The metabolomics dataset was exported into the software SIMCA 13 (Umetrics, Malmo, Sweden). After data normalization by median, Log transformation (base 10) and Pareto scaling, a supervised multivariate statistical analysis was carried out. In more detail, the data analysis was based on supervised orthogonal projections to latent structures discriminant analysis (OPLS-DA) to provide a tentative discrimination of the samples according to fixed observation groups, thus maximizing their differences. From a statistical point of view, the OPLS-DA considers only the Y-predictive variation, thus eliminating that not directly correlated with Y in the data matrix (i.e., metabolomics dataset).

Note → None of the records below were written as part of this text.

//! Simple cubic lattice generator

use super::Network;
use crate::error::{Result, TransportError};
use tracing::debug;

/// Simple cubic lattice of pores
///
/// Pore `(i, j, k)` sits at `((i + ½)·sx, (j + ½)·sy, (k + ½)·sz)` and is
/// connected to its six face neighbours. Faces are labelled
/// `left`/`right` (x), `front`/`back` (y) and `bottom`/`top` (z); the
/// union of the faces is `surface`, the rest `internal`.
///
/// # Example
///
/// ```rust
/// use pnm_rs::network::Cubic;
///
/// let network = Cubic::new([5, 5, 5], 1.0).build().unwrap();
/// assert_eq!(network.pores("bottom").unwrap().len(), 25);
/// assert_eq!(network.pores("internal").unwrap().len(), 27);
/// ```
#[derive(Debug, Clone, Copy, PartialEq)]
pub struct Cubic {
    shape: [usize; 3],
    spacing: [f64; 3],
}

impl Cubic {
    /// Isotropic lattice
    pub fn new(shape: [usize; 3], spacing: f64) -> Self {
        Self::anisotropic(shape, [spacing; 3])
    }

    /// Lattice with a different spacing along each axis
    pub fn anisotropic(shape: [usize; 3], spacing: [f64; 3]) -> Self {
        Self { shape, spacing }
    }

    /// Lattice shape (pores per axis)
    pub fn shape(&self) -> [usize; 3] {
        self.shape
    }

    /// Validate the lattice parameters
    pub fn validate(&self) -> Result<()> {
        if self.shape.contains(&0) {
            return Err(TransportError::InvalidConfiguration(format!(
                "cubic shape must be at least 1 along every axis, got {:?}",
                self.shape
            )));
        }
        if self.spacing.iter().any(|s| !s.is_finite() || *s <= 0.0) {
            return Err(TransportError::InvalidConfiguration(format!(
                "cubic spacing must be positive, got {:?}",
                self.spacing
            )));
        }
        Ok(())
    }

    /// Pore index of lattice site `(i, j, k)`
    pub fn index(&self, i: usize, j: usize, k: usize) -> usize {
        let [nx, ny, _] = self.shape;
        i + nx * (j + ny * k)
    }

    /// Generate the network
    pub fn build(&self) -> Result<Network> {
        self.validate()?;

        let [nx, ny, nz] = self.shape;
        let [sx, sy, sz] = self.spacing;
        let num_pores = nx * ny * nz;

        let mut coords = Vec::with_capacity(num_pores);
        let mut conns = Vec::with_capacity(3 * num_pores);

        for k in 0..nz {
            for j in 0..ny {
                for i in 0..nx {
                    coords.push([
                        (i as f64 + 0.5) * sx,
                        (j as f64 + 0.5) * sy,
                        (k as f64 + 0.5) * sz,
                    ]);

                    let pore = self.index(i, j, k);
                    if i + 1 < nx {
                        conns.push([pore, self.index(i + 1, j, k)]);
                    }
                    if j + 1 < ny {
                        conns.push([pore, self.index(i, j + 1, k)]);
                    }
                    if k + 1 < nz {
                        conns.push([pore, self.index(i, j, k + 1)]);
                    }
                }
            }
        }

        let mut network = Network::new(coords, conns)?.with_spacing(self.spacing);

        let mut faces: [(&str, Vec<usize>); 6] = [
            ("left", Vec::new()),
            ("right", Vec::new()),
            ("front", Vec::new()),
            ("back", Vec::new()),
            ("bottom", Vec::new()),
            ("top", Vec::new()),
        ];
        let mut surface = Vec::new();
        let mut internal = Vec::new();

        for k in 0..nz {
            for j in 0..ny {
                for i in 0..nx {
                    let pore = self.index(i, j, k);
                    let on_face = [i == 0, i == nx - 1, j == 0, j == ny - 1, k == 0, k == nz - 1];

                    for (face, hit) in faces.iter_mut().zip(on_face) {
                        if hit {
                            face.1.push(pore);
                        }
                    }

                    if on_face.iter().any(|&hit| hit) {
                        surface.push(pore);
                    } else {
                        internal.push(pore);
                    }
                }
            }
        }

        for (name, pores) in &faces {
            network.set_label(*name, pores)?;
        }
        network.set_label("surface", &surface)?;
        network.set_label("internal", &internal)?;

        debug!(
            pores = network.num_pores(),
            throats = network.num_throats(),
            shape = ?self.shape,
            "generated cubic network"
        );

        Ok(network)
    }
}

#[cfg(test)]
mod tests {
    use super::*;

    #[test]
    fn test_cubic_counts() {
        let network = Cubic::new([5, 5, 5], 1.0).build().unwrap();
        assert_eq!(network.num_pores(), 125);
        // 3 · n² · (n - 1)
        assert_eq!(network.num_throats(), 300);
    }

    #[test]
    fn test_cubic_coordinates() {
        let cubic = Cubic::anisotropic([2, 3, 4], [1.0, 2.0, 3.0]);
        let network = cubic.build().unwrap();
        let last = cubic.index(1, 2, 3);
        assert_eq!(network.coords()[0], [0.5, 1.0, 1.5]);
        assert_eq!(network.coords()[last], [1.5, 5.0, 10.5]);
    }

    #[test]
    fn test_cubic_face_labels() {
        let network = Cubic::new([3, 4, 5], 1.0).build().unwrap();
        assert_eq!(network.pores("left").unwrap().len(), 20);
        assert_eq!(network.pores("front").unwrap().len(), 15);
        assert_eq!(network.pores("top").unwrap().len(), 12);
        assert_eq!(network.pores("internal").unwrap().len(), 6);
        assert_eq!(
            network.pores("surface").unwrap().len() + network.pores("internal").unwrap().len(),
            network.num_pores()
        );
    }

    #[test]
    fn test_cubic_neighbours() {
        let cubic = Cubic::new([3, 3, 3], 1.0);
        let network = cubic.build().unwrap();
        let centre = cubic.index(1, 1, 1);
        assert_eq!(network.neighbor_pores(centre).len(), 6);
        assert_eq!(network.neighbor_pores(0).len(), 3);
    }

    #[test]
    fn test_cubic_domain() {
        let network = Cubic::new([5, 5, 5], 1.0).build().unwrap();
        let top = network.pores("top").unwrap();
        let bottom = network.pores("bottom").unwrap();

        assert_eq!(network.flow_axis(&top, &bottom).unwrap(), 2);
        assert_eq!(network.domain_length(&top, &bottom).unwrap(), 4.0);
        assert_eq!(network.domain_area(&top, 2).unwrap(), 25.0);
    }

    #[test]
    fn test_cubic_invalid_parameters() {
        assert!(Cubic::new([0, 2, 2], 1.0).build().is_err());
        assert!(Cubic::new([2, 2, 2], -1.0).build().is_err());
        assert!(Cubic::new([2, 2, 2], f64::NAN).build().is_err());
    }

    #[test]
    fn test_single_layer_lattice() {
        let network = Cubic::new([4, 4, 1], 1.0).build().unwrap();
        assert_eq!(network.pores("top").unwrap(), network.pores("bottom").unwrap());
        assert_eq!(network.num_throats(), 24);
    }
}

Additionally, the OPLS-DA model validation parameters (goodness-of-fit R2Y together with goodness-of-prediction Q2Y) were inspected, considering a Q2Y prediction ability of >0.5 as the acceptability threshold. The OPLSA prediction model was built considering the metabolomic profile of treated and untreated supernatant and cells of parental strain 12023 and mutant strain 12023 HpxF-.

3. Results and Discussion

3.1. Synthesis and Characterization of Platinum Nanoparticles

The synthesized 5 nm PtNPs were monodispersed and homogeneous in shape and size, as illustrated in the TEM image (Figure 1A) and corresponding size distribution (Figure 1B). Moreover, they were stable in water and showed a hydrodynamic radius around 8–9 nm (Figure 1C, red curve). However, when added to BHI medium, PtNPs showed a rapid and significant aggregation, causing a strong peak shift in the DLS spectrum (Figure 1C, blue curve). To increase their stability in this medium, PtNP surface was coated with BSA, through physical adsorption of the protein in aqueous solution. As illustrated in Figure 1D, the presence of the adsorbed protein led to a peak shift of about 20 nm in water (red curve) and a similar peak is shown in BHI medium (blue curve), confirming that BSA coating ensured a relatively high stability of PtNPs.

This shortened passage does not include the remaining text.